[Problem to work on] Only the lines from the top of the data through the line with "assert!(center.is_adjacent(&Cell::new(1, 2)));" should be repeated, each exactly as written.

Collected data entries:
━━━━━━━━━━━━━━━━━━━━━━━━━━━━━━
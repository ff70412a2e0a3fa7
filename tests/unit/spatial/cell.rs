//! Tests for grid cell ordering, adjacency and parsing

#[cfg(test)]
mod tests {
    use uniquetile::spatial::Cell;
    use uniquetile::spatial::cell::all_cells;

    // Tests that only orthogonal neighbours count as adjacent
    // Verified by using Chebyshev instead of Manhattan distance
    #[test]
    fn test_adjacency_is_orthogonal() {
        let center = Cell::new(1, 1);

        assert!(center.is_adjacent(&Cell::new(1, 0)));
        assert!(center.is_adjacent(&Cell::new(0, 1)));
        assert!(center.is_adjacent(&Cell::new(2, 1)));
        assert!(center.is_adjacent(&Cell::new(1, 2)));

        assert!(!center.is_adjacent(&Cell::new(2, 2)));
        assert!(!center.is_adjacent(&Cell::new(1, 3)));
        assert!(!center.is_adjacent(&center));
    }

    // Tests row-major ordering: rows first, then columns
    // Verified by deriving Ord, which compares x before y
    #[test]
    fn test_row_major_ordering() {
        assert!(Cell::new(5, 0) < Cell::new(0, 1));
        assert!(Cell::new(0, 2) < Cell::new(1, 2));

        let mut cells = vec![Cell::new(1, 1), Cell::new(0, 1), Cell::new(1, 0)];
        cells.sort();
        assert_eq!(
            cells,
            vec![Cell::new(1, 0), Cell::new(0, 1), Cell::new(1, 1)]
        );
    }

    // Tests neighbour enumeration clips to the board
    // Verified by removing the bounds filter
    #[test]
    fn test_neighbors_respect_bounds() {
        assert_eq!(
            Cell::new(0, 0).neighbors(3),
            vec![Cell::new(1, 0), Cell::new(0, 1)]
        );
        assert_eq!(Cell::new(1, 1).neighbors(3).len(), 4);
        assert_eq!(Cell::new(2, 2).neighbors(3).len(), 2);
        assert!(Cell::new(0, 0).neighbors(1).is_empty());
    }

    // Tests offsetting translates both coordinates
    // Verified by swapping dx and dy in offset
    #[test]
    fn test_offset() {
        assert_eq!(Cell::new(1, 2).offset(3, 4), Cell::new(4, 6));
    }

    // Tests display and parsing agree on the "x,y" form
    // Verified by swapping the coordinates in Display
    #[test]
    fn test_display_and_parse() {
        let cell = Cell::new(3, 4);
        assert_eq!(cell.to_string(), "3,4");
        assert_eq!("3,4".parse::<Cell>().ok(), Some(cell));
        assert_eq!(" 7 , 0 ".parse::<Cell>().ok(), Some(Cell::new(7, 0)));
    }

    // Tests malformed coordinates are rejected
    // Verified by defaulting unparsable parts to zero
    #[test]
    fn test_parse_rejects_malformed() {
        assert!("3;4".parse::<Cell>().is_err());
        assert!("a,b".parse::<Cell>().is_err());
        assert!("1,2,3".parse::<Cell>().is_err());
        assert!("".parse::<Cell>().is_err());
        assert!("-1,2".parse::<Cell>().is_err());
    }

    // Tests all cells of a board are listed in row-major order
    // Verified by swapping the loop nesting
    #[test]
    fn test_all_cells_row_major() {
        let cells = all_cells(3);
        assert_eq!(cells.len(), 9);
        assert_eq!(cells.first(), Some(&Cell::new(0, 0)));
        assert_eq!(cells.get(1), Some(&Cell::new(1, 0)));
        assert_eq!(cells.last(), Some(&Cell::new(2, 2)));
        assert!(cells.is_sorted());
        assert!(all_cells(0).is_empty());
    }
}
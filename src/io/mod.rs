/// Command-line interface for batch generation
pub mod cli;
/// Generation constants and configuration defaults
pub mod configuration;
/// Error types for all operations
pub mod error;
/// PNG export of solved layouts
pub mod image;
/// Progress reporting during batch generation
pub mod progress;
/// Plain-text rendering of puzzles
pub mod render;
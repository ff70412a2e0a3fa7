//! Palette shuffling and per-piece colour assignment

use crate::algorithm::selection::RandomSource;
use crate::io::configuration::PALETTE;
use crate::spatial::Color;

/// Shuffle in place with Fisher-Yates, drawing indices from `random`
pub fn shuffle<T>(items: &mut [T], random: &mut impl RandomSource) {
    for i in (1..items.len()).rev() {
        // r * (i + 1) can round up to i + 1 when r is just below 1
        let j = ((random.next_unit() * (i + 1) as f64) as usize).min(i);
        items.swap(i, j);
    }
}

/// One colour per piece from a shuffled palette
///
/// Colours are pairwise distinct up to the palette size and repeat
/// cyclically beyond it.
pub fn assign_colors(piece_count: usize, random: &mut impl RandomSource) -> Vec<Color> {
    let mut palette = PALETTE;
    shuffle(&mut palette, random);

    palette.iter().copied().cycle().take(piece_count).collect()
}

/// Position of a colour in the fixed palette
pub fn palette_index(color: &str) -> Option<usize> {
    PALETTE
        .iter()
        .position(|candidate| candidate.eq_ignore_ascii_case(color))
}

/// Palette colour at `index`, wrapping beyond the palette size
pub fn palette_color(index: usize) -> Color {
    PALETTE
        .get(index % PALETTE.len())
        .copied()
        .unwrap_or(PALETTE[0])
}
━━━━━━━━━━━━━━━━━━━━━━━━━━━━━━
[Solution]
repository ff70412a2e0a3fa7
filename tests/unit/spatial/cell.rs
//! Tests for grid cell ordering, adjacency and parsing

#[cfg(test)]
mod tests {
    use uniquetile::spatial::Cell;
    use uniquetile::spatial::cell::all_cells;

    // Tests that only orthogonal neighbours count as adjacent
    // Verified by using Chebyshev instead of Manhattan distance
    #[test]
    fn test_adjacency_is_orthogonal() {
        let center = Cell::new(1, 1);

        assert!(center.is_adjacent(&Cell::new(1, 0)));
        assert!(center.is_adjacent(&Cell::new(0, 1)));
        assert!(center.is_adjacent(&Cell::new(2, 1)));
        assert!(center.is_adjacent(&Cell::new(1, 2)));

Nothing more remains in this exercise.